**TO DO:** Among the lines of the data, copy those that hold "TryRecvError".

[Saved entries]

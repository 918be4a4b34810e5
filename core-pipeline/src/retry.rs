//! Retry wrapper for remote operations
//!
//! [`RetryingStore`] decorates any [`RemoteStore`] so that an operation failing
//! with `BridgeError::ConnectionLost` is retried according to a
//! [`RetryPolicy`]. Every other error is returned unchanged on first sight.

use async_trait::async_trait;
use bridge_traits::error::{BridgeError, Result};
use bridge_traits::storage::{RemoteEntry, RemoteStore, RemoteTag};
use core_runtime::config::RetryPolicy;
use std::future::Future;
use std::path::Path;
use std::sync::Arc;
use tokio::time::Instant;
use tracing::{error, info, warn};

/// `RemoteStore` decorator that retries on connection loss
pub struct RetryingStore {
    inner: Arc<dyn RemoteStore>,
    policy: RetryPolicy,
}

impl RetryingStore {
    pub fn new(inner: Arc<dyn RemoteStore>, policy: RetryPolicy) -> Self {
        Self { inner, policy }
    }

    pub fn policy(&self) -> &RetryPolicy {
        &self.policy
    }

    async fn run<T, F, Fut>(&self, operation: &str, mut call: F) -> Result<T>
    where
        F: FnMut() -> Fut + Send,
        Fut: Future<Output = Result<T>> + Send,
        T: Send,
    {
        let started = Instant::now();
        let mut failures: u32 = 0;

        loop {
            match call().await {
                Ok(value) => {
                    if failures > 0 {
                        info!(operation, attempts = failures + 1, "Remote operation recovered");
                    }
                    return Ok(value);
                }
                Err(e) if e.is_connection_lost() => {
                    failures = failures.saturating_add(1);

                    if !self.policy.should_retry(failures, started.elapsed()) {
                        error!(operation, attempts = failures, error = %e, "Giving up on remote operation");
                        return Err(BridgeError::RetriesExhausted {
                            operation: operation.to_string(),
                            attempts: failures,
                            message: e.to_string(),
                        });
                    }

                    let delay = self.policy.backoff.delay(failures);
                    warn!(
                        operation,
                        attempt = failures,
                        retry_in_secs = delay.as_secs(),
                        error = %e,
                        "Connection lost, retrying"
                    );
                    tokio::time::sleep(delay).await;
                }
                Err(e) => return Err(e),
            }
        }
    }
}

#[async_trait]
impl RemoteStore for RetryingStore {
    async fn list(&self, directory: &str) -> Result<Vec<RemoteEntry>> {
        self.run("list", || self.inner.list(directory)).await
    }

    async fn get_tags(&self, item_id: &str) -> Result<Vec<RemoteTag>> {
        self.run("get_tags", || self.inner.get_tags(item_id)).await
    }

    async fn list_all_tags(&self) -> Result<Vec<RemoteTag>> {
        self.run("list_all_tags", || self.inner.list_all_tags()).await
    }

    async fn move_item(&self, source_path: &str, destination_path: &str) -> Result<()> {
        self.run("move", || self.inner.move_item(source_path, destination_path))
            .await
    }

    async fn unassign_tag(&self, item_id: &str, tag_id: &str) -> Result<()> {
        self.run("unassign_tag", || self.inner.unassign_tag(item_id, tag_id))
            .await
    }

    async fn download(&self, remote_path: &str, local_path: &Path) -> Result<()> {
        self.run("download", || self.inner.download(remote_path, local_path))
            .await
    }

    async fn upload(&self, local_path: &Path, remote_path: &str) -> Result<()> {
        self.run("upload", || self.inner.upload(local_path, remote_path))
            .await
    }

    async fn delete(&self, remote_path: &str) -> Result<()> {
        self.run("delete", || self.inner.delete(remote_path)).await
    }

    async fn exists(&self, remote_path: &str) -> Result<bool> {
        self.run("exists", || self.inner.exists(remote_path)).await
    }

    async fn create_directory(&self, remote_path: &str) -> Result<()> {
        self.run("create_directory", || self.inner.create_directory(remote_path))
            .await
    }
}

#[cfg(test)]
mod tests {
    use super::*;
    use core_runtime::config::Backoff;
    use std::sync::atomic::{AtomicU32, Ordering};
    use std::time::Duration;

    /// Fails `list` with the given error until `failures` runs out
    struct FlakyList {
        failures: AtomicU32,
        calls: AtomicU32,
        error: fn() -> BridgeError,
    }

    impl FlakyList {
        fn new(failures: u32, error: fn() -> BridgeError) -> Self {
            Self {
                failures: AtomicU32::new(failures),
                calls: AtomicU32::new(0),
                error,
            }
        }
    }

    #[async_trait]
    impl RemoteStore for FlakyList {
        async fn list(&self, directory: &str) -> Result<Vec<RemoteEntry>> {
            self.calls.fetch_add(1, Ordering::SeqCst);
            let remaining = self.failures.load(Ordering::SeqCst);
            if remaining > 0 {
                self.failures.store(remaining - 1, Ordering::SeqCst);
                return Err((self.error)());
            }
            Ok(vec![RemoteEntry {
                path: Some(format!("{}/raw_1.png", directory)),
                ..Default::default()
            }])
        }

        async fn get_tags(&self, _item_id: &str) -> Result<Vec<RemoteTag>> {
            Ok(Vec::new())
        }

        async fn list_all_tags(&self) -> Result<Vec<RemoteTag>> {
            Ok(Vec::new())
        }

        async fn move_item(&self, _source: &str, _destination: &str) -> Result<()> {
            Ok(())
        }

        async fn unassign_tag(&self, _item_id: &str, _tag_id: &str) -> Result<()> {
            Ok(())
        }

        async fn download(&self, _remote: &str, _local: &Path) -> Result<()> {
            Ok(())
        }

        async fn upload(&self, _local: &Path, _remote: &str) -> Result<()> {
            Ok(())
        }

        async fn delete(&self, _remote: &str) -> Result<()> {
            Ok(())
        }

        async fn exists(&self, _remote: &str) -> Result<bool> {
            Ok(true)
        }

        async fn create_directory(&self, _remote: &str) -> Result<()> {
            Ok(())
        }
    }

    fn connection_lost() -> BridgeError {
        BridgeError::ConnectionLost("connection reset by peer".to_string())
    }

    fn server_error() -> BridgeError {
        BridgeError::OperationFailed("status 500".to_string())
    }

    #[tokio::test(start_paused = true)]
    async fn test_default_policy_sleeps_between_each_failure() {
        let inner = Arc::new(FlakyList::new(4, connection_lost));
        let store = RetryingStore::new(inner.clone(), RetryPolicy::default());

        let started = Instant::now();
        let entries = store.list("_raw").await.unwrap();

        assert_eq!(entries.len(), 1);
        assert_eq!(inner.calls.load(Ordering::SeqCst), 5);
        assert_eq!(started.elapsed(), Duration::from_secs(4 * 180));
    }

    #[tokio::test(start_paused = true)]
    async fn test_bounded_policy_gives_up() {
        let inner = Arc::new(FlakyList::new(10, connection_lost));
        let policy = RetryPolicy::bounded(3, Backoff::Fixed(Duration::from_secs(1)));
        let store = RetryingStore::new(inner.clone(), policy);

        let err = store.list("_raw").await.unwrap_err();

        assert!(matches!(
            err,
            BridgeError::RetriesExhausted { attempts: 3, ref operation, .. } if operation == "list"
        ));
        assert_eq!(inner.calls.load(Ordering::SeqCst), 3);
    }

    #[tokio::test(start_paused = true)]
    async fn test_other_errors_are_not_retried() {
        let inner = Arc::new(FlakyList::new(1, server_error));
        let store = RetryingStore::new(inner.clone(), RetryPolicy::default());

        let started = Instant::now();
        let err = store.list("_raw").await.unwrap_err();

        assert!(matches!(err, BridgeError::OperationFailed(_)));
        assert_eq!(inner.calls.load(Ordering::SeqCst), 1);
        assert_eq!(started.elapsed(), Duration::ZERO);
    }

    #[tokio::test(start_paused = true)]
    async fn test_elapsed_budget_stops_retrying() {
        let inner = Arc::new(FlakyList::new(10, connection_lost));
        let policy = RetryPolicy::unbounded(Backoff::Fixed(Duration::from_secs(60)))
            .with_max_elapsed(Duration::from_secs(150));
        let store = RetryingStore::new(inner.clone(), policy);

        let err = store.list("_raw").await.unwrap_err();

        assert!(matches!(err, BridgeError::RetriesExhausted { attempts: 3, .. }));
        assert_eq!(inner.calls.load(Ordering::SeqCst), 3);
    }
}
--
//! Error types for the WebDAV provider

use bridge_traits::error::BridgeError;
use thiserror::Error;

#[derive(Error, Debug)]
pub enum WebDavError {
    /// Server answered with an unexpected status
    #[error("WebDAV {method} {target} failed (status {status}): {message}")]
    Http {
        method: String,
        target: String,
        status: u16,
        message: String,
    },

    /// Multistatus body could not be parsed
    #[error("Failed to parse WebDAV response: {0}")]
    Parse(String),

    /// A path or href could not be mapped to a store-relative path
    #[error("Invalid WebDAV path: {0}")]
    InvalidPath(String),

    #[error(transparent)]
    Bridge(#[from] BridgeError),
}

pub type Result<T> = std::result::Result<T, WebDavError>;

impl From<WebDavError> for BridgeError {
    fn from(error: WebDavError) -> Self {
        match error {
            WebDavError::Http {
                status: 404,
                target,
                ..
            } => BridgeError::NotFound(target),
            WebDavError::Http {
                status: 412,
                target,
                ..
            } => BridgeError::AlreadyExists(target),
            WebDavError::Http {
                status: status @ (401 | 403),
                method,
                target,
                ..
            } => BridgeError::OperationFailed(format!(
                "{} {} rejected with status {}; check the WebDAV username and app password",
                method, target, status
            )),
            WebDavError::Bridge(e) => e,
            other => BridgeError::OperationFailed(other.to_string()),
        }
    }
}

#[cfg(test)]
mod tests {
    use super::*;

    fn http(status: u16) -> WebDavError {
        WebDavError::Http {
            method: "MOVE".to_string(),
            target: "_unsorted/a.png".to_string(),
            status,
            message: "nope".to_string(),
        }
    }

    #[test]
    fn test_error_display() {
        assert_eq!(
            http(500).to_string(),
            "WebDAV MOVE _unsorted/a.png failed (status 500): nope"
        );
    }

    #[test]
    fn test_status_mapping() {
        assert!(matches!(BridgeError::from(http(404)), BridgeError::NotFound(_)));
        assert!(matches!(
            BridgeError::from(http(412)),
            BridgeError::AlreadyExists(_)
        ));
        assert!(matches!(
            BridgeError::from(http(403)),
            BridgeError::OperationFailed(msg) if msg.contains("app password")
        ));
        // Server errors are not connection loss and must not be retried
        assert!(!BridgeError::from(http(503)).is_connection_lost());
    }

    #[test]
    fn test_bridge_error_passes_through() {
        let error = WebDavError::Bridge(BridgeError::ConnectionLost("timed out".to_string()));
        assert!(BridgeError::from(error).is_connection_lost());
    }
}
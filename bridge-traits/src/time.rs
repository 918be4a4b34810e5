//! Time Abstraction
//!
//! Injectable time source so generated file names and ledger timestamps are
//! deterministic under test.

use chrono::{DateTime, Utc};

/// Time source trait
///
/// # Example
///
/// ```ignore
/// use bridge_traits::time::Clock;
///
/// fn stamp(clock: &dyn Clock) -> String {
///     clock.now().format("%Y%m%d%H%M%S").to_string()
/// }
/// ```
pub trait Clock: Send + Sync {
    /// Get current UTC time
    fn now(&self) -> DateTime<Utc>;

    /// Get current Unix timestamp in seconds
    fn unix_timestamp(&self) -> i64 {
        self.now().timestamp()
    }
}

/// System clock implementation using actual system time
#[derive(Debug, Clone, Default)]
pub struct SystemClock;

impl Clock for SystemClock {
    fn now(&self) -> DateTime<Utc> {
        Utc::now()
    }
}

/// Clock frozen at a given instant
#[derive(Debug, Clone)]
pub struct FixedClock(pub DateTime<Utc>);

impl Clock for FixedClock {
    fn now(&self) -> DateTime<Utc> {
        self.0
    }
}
==
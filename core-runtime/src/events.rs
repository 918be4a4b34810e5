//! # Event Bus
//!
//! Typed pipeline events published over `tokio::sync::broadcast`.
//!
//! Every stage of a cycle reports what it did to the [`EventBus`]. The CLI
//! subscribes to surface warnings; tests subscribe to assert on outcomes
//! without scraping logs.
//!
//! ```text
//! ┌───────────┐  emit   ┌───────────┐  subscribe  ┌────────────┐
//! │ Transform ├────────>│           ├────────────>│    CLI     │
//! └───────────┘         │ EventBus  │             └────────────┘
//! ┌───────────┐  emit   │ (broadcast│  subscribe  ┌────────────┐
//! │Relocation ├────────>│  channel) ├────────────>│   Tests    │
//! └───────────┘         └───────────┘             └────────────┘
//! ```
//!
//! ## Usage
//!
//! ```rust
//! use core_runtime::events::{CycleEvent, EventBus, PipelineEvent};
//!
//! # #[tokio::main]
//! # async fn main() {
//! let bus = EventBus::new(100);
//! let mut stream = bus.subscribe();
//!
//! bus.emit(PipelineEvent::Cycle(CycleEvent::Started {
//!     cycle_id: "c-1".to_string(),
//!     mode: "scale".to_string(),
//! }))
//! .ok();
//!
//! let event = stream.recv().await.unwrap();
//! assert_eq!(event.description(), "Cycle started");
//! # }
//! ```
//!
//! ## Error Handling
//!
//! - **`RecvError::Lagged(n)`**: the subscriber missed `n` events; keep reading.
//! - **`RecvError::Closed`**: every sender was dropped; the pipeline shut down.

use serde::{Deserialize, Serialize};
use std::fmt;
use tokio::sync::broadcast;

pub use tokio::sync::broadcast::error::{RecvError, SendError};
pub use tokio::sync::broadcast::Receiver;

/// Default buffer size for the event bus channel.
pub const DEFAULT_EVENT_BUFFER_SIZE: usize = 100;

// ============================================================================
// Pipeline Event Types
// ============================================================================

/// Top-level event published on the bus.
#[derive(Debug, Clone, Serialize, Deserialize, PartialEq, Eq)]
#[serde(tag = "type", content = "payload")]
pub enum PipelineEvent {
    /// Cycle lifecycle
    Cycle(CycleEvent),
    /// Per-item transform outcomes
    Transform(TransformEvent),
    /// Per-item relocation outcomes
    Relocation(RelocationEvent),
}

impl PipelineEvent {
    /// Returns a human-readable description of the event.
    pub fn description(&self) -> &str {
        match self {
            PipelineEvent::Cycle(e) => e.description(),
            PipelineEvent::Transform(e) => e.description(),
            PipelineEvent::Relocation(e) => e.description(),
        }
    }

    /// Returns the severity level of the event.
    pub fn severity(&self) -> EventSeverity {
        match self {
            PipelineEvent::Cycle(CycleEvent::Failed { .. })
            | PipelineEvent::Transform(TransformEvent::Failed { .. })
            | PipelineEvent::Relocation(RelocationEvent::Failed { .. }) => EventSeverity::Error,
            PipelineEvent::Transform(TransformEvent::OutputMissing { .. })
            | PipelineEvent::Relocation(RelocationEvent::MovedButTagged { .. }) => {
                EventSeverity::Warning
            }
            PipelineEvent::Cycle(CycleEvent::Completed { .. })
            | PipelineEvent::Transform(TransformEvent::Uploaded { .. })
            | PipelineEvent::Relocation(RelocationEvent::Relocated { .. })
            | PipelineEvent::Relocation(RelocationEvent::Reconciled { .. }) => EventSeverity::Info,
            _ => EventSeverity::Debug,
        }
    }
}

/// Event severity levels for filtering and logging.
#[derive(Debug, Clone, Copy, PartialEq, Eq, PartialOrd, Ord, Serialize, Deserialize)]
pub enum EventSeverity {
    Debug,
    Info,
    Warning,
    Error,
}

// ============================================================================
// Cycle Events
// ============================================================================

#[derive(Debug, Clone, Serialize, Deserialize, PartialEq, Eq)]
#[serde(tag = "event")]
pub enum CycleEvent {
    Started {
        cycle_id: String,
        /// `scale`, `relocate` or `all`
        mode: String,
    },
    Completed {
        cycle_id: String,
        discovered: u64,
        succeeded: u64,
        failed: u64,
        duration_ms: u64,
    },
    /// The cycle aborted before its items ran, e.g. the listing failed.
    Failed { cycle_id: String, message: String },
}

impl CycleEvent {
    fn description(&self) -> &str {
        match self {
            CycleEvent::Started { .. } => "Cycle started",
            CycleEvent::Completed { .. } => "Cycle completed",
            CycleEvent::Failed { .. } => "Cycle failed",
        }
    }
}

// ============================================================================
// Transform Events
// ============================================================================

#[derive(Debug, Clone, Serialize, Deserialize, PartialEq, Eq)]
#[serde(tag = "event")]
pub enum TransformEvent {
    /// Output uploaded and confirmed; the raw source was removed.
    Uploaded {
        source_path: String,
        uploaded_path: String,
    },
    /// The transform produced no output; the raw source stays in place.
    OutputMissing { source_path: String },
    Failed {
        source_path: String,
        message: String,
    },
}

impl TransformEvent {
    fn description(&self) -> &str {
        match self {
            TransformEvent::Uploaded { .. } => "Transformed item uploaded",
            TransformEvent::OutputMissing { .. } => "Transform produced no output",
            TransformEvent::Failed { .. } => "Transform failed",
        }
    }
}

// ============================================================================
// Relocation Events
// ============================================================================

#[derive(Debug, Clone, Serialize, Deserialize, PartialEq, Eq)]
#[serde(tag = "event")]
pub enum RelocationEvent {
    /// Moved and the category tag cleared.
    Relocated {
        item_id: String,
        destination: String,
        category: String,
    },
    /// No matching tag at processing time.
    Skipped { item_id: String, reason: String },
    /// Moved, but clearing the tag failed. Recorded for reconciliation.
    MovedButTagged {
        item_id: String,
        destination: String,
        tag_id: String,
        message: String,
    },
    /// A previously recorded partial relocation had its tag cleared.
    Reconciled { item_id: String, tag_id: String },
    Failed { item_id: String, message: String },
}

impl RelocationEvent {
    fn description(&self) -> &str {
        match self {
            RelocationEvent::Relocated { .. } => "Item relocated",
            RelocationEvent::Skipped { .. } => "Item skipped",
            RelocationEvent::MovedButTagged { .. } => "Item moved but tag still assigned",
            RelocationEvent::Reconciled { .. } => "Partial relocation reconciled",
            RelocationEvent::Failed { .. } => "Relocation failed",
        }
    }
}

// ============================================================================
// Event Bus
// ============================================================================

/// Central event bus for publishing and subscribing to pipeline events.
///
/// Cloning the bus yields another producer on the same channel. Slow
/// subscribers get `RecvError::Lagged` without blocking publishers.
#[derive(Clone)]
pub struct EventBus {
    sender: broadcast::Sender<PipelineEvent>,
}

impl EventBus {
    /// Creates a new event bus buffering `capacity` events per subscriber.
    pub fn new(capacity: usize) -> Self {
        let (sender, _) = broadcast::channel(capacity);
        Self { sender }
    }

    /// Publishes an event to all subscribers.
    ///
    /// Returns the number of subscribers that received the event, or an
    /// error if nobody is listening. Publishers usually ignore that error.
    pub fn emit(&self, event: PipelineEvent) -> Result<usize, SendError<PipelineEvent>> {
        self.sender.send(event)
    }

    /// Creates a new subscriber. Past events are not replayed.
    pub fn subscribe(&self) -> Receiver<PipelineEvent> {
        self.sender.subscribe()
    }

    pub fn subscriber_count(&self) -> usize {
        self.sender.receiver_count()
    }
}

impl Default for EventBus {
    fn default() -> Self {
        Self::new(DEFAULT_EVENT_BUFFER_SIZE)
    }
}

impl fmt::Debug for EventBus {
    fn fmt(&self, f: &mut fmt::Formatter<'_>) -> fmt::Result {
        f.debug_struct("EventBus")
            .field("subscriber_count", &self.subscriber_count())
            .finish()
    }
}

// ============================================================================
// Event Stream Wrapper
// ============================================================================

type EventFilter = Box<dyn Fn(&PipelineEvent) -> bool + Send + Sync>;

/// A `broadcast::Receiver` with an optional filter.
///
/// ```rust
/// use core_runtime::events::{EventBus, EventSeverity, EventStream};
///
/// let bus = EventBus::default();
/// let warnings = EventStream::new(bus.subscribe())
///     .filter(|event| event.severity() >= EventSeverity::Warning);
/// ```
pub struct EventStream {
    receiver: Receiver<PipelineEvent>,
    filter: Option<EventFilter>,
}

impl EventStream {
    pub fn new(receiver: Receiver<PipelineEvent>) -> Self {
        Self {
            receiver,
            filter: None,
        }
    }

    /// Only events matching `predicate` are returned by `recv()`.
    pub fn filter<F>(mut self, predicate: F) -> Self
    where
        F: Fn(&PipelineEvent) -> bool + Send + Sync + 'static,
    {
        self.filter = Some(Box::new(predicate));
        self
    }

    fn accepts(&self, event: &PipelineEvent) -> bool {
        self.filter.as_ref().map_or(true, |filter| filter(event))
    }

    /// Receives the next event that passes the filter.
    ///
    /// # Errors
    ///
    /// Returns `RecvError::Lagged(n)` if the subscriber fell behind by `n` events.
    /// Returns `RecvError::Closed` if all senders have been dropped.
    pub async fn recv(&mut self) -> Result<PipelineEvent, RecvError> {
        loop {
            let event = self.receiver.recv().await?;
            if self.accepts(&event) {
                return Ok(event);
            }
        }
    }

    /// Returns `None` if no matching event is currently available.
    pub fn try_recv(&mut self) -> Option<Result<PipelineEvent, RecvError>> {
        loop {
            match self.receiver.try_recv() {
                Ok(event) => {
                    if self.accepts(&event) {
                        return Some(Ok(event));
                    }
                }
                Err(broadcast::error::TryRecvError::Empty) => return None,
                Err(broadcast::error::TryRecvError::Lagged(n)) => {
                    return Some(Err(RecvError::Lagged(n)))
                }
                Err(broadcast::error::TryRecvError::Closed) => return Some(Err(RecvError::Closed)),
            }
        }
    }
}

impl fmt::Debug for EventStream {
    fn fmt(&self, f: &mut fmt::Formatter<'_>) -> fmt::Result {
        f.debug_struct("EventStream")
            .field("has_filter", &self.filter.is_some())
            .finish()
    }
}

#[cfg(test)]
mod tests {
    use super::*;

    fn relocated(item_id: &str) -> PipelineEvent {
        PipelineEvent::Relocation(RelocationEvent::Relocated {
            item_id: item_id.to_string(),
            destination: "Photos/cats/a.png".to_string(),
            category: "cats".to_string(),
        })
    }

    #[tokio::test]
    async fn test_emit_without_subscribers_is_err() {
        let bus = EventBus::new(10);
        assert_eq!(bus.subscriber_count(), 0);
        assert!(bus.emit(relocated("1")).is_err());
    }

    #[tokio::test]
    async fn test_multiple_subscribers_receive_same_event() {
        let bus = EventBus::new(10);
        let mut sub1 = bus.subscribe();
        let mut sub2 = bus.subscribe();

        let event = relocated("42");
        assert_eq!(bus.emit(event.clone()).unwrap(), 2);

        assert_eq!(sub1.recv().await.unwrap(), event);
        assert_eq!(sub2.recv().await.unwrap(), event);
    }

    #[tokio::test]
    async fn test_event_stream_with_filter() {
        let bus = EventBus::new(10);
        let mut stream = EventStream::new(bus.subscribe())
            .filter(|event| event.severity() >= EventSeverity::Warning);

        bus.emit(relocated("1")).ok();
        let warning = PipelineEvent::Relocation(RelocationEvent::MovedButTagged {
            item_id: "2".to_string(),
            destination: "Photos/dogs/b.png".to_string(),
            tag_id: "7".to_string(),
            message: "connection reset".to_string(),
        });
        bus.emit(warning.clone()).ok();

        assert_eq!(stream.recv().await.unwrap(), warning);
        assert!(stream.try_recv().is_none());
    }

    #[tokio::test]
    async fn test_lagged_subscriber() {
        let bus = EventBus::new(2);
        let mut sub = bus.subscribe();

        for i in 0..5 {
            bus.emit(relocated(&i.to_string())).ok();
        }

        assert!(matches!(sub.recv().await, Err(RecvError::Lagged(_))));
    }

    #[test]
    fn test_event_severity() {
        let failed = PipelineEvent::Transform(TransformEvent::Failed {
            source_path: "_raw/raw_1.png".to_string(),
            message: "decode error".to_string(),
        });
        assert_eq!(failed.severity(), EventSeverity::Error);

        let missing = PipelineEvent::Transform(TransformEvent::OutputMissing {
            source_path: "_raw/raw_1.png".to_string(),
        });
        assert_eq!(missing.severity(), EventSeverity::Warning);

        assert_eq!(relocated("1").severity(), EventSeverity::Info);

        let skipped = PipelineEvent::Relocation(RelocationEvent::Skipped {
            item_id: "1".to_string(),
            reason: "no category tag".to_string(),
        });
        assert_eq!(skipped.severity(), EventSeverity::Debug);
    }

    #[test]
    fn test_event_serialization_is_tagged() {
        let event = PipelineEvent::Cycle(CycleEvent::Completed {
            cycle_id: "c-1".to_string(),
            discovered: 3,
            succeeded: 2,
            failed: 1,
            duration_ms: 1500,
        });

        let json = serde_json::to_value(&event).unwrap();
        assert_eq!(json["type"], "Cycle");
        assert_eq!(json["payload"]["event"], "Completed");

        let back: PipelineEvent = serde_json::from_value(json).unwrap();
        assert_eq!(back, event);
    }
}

**RESULT OF THIS TASK:**
                Err(broadcast::error::TryRecvError::Empty) => return None,
                Err(broadcast::error::TryRecvError::Lagged(n)) => {
                Err(broadcast::error::TryRecvError::Closed) => return Some(Err(RecvError::Closed)),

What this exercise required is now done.